A Crash Course in Everything

Git, Quarto, and R

Dr. Gilbert

January 12, 2025

Objectives

These slides address the following items.

How do I create a GitHub repo?
How do I connect my GitHub repo to an R Project on my local machine?
What is a Quarto Document and how do I use it?
How do I install and load packages in R? In particular we’ll work with the {tidyverse}.
How do I read data into R from both local and remote sources?
How do I interact with, and manipulate, data using the tools and principles of the {tidyverse}?

Creating a GitHub Repo

Navigate to GitHub and log in
Click the green button labeled New
Name your repo (something descriptive, like MAT434 or ClassificationCourse)
Click the checkbox to initialize the repo with a README file
Click the green button to Create repository.
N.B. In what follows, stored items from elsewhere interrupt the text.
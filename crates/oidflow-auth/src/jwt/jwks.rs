//! JWKS (JSON Web Key Set) fetching and caching
//!
//! - **TTL-based caching**: default 10 minutes
//! - **Refresh on unknown `kid`**: a cached set that lacks the requested key
//!   is refetched once, rate limited, to pick up key rotation
//! - **Concurrent refresh**: fetches are idempotent and the last writer wins
//!
//! HTTPS is required for JWKS endpoints; http is accepted for loopback hosts
//! only.

use std::collections::HashMap;
use std::sync::Arc;
use std::time::{Duration, SystemTime};

use jsonwebtoken::jwk::JwkSet;
use tokio::sync::RwLock;
use tracing::{debug, error, info, warn};

use crate::error::ResolutionError;
use crate::network::{NetworkModule, NetworkRequestOptions, is_allowed_endpoint};

/// Default cache TTL
pub const DEFAULT_JWKS_TTL: Duration = Duration::from_secs(600);

/// JWKS cache entry with metadata
#[derive(Debug, Clone)]
struct CachedJwks {
    jwks: JwkSet,
    cached_at: SystemTime,
    ttl: Duration,
}

impl CachedJwks {
    fn is_valid(&self) -> bool {
        match SystemTime::now().duration_since(self.cached_at) {
            Ok(age) => age < self.ttl,
            // Clock went backwards
            Err(_) => false,
        }
    }
}

/// Fetches and caches one JWKS endpoint
#[derive(Debug, Clone)]
pub struct JwksClient {
    jwks_uri: String,
    network: Arc<dyn NetworkModule>,
    cache: Arc<RwLock<Option<CachedJwks>>>,
    cache_ttl: Duration,
    /// Minimum interval between forced refreshes
    min_refresh_interval: Duration,
    last_refresh: Arc<RwLock<Option<SystemTime>>>,
}

impl JwksClient {
    /// Client with the default 10 minute TTL
    pub fn new(jwks_uri: impl Into<String>, network: Arc<dyn NetworkModule>) -> Self {
        Self::with_ttl(jwks_uri, network, DEFAULT_JWKS_TTL)
    }

    /// Client with a custom TTL
    pub fn with_ttl(
        jwks_uri: impl Into<String>,
        network: Arc<dyn NetworkModule>,
        cache_ttl: Duration,
    ) -> Self {
        Self {
            jwks_uri: jwks_uri.into(),
            network,
            cache: Arc::new(RwLock::new(None)),
            cache_ttl,
            min_refresh_interval: Duration::from_secs(5),
            last_refresh: Arc::new(RwLock::new(None)),
        }
    }

    /// JWKS endpoint URI
    pub fn jwks_uri(&self) -> &str {
        &self.jwks_uri
    }

    /// Get the key set, from cache when still valid
    ///
    /// # Errors
    ///
    /// Returns [`ResolutionError`] if the endpoint is insecure, unreachable,
    /// answers with a non-success status or serves an invalid document.
    pub async fn get_jwks(&self) -> Result<JwkSet, ResolutionError> {
        if let Some(jwks) = self.cached().await {
            debug!(jwks_uri = %self.jwks_uri, "Using cached JWKS");
            return Ok(jwks);
        }
        self.fetch_and_cache().await
    }

    /// Get the key set, refetching a cached one that does not contain `kid`
    ///
    /// # Errors
    ///
    /// Same as [`get_jwks`](Self::get_jwks).
    pub async fn get_jwks_for_kid(&self, kid: Option<&str>) -> Result<JwkSet, ResolutionError> {
        let Some(cached) = self.cached().await else {
            return self.fetch_and_cache().await;
        };

        match kid {
            Some(kid) if cached.find(kid).is_none() => {
                debug!(jwks_uri = %self.jwks_uri, kid, "Key id not in cached JWKS, refreshing");
                self.refresh().await
            }
            _ => Ok(cached),
        }
    }

    /// Force a refetch, rate limited to one per `min_refresh_interval`
    ///
    /// # Errors
    ///
    /// Same as [`get_jwks`](Self::get_jwks).
    pub async fn refresh(&self) -> Result<JwkSet, ResolutionError> {
        {
            let last_refresh = self.last_refresh.read().await;
            if let Some(last) = *last_refresh
                && let Ok(since_last) = SystemTime::now().duration_since(last)
                && since_last < self.min_refresh_interval
            {
                warn!(
                    jwks_uri = %self.jwks_uri,
                    since_last_ms = since_last.as_millis(),
                    "JWKS refresh rate limited, using cache"
                );
                return self.get_jwks().await;
            }
        }

        self.fetch_and_cache().await
    }

    /// Drop the cached set
    pub async fn clear_cache(&self) {
        *self.cache.write().await = None;
        debug!(jwks_uri = %self.jwks_uri, "JWKS cache cleared");
    }

    async fn cached(&self) -> Option<JwkSet> {
        let cache = self.cache.read().await;
        cache
            .as_ref()
            .filter(|cached| cached.is_valid())
            .map(|cached| cached.jwks.clone())
    }

    async fn fetch_and_cache(&self) -> Result<JwkSet, ResolutionError> {
        info!(jwks_uri = %self.jwks_uri, "Fetching JWKS from endpoint");

        if !is_allowed_endpoint(&self.jwks_uri) {
            return Err(ResolutionError::InsecureEndpoint(self.jwks_uri.clone()));
        }

        let response = self
            .network
            .send_get_request(&self.jwks_uri, NetworkRequestOptions::default())
            .await
            .map_err(|source| {
                error!(jwks_uri = %self.jwks_uri, error = %source, "Failed to fetch JWKS");
                ResolutionError::Network {
                    url: self.jwks_uri.clone(),
                    source,
                }
            })?;

        if !response.is_success() {
            error!(
                jwks_uri = %self.jwks_uri,
                status = response.status,
                "JWKS endpoint returned error status"
            );
            return Err(ResolutionError::HttpStatus {
                url: self.jwks_uri.clone(),
                status: response.status,
            });
        }

        let jwks: JwkSet = response.json().map_err(|e| {
            error!(jwks_uri = %self.jwks_uri, error = %e, "Failed to parse JWKS JSON");
            ResolutionError::MalformedJwks {
                url: self.jwks_uri.clone(),
                reason: e.to_string(),
            }
        })?;

        info!(
            jwks_uri = %self.jwks_uri,
            key_count = jwks.keys.len(),
            "Successfully fetched JWKS"
        );

        let now = SystemTime::now();
        *self.cache.write().await = Some(CachedJwks {
            jwks: jwks.clone(),
            cached_at: now,
            ttl: self.cache_ttl,
        });
        *self.last_refresh.write().await = Some(now);

        Ok(jwks)
    }
}

/// Shared registry of [`JwksClient`]s, one per JWKS URI
#[derive(Debug)]
pub struct JwksCache {
    network: Arc<dyn NetworkModule>,
    ttl: Duration,
    clients: RwLock<HashMap<String, Arc<JwksClient>>>,
}

impl JwksCache {
    /// Registry using `network` and the default TTL
    pub fn new(network: Arc<dyn NetworkModule>) -> Self {
        Self::with_ttl(network, DEFAULT_JWKS_TTL)
    }

    /// Registry with a custom TTL for every client it creates
    pub fn with_ttl(network: Arc<dyn NetworkModule>, ttl: Duration) -> Self {
        Self {
            network,
            ttl,
            clients: RwLock::new(HashMap::new()),
        }
    }

    /// Network module shared with the clients
    pub fn network(&self) -> &Arc<dyn NetworkModule> {
        &self.network
    }

    /// Get or create the client for `jwks_uri`
    pub async fn client(&self, jwks_uri: &str) -> Arc<JwksClient> {
        if let Some(client) = self.clients.read().await.get(jwks_uri) {
            return Arc::clone(client);
        }

        let mut clients = self.clients.write().await;
        Arc::clone(clients.entry(jwks_uri.to_string()).or_insert_with(|| {
            Arc::new(JwksClient::with_ttl(
                jwks_uri,
                Arc::clone(&self.network),
                self.ttl,
            ))
        }))
    }

    /// Number of registered endpoints
    pub async fn len(&self) -> usize {
        self.clients.read().await.len()
    }

    /// Whether no endpoint has been registered
    pub async fn is_empty(&self) -> bool {
        self.clients.read().await.is_empty()
    }
}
Cloning Your Repo to a Local R Project

Inside your GitHub repo, locate the green Code dropdown
Click it and copy the HTTPS address
Open RStudio
Use File -> New Project to begin creating a new R project
Select From Version Control, then Git, and paste in the URL
Hit the Browse button to change where the project will live
Navigate to Documents, click to create a new folder: GitHub
Hit Open/Okay and then click Create

Create a New Quarto Document

Use File -> New File -> Quarto Document to create a new Quarto notebook
Add a title – something like Crash Course in Git, Quarto, and R
Add yourself as the author
Click Create
Use File -> Save As... to save the file – give it a name like CrashCourse.qmd and leave it in the project directory
Click the blue arrow button to render the notebook to HTML

Back to Git…

Click on the Git tab in the top-right pane of RStudio
You’ve got some yellow flagged files listed there – these are files not currently in your remote repo
Click the Pull button (you’re already up to date, but it’s a good practice to get in)
Click the checkboxes next to all your new files
Click the Commit button, add a message in the message box, and click Commit
Hit the push button to send your files out to the remote repo

Head back to your web browser and refresh your repo – your files have arrived!

The Quarto Notebook Environment

Quarto documents consist of three main components
- a YAML header
- code chunks (grey background)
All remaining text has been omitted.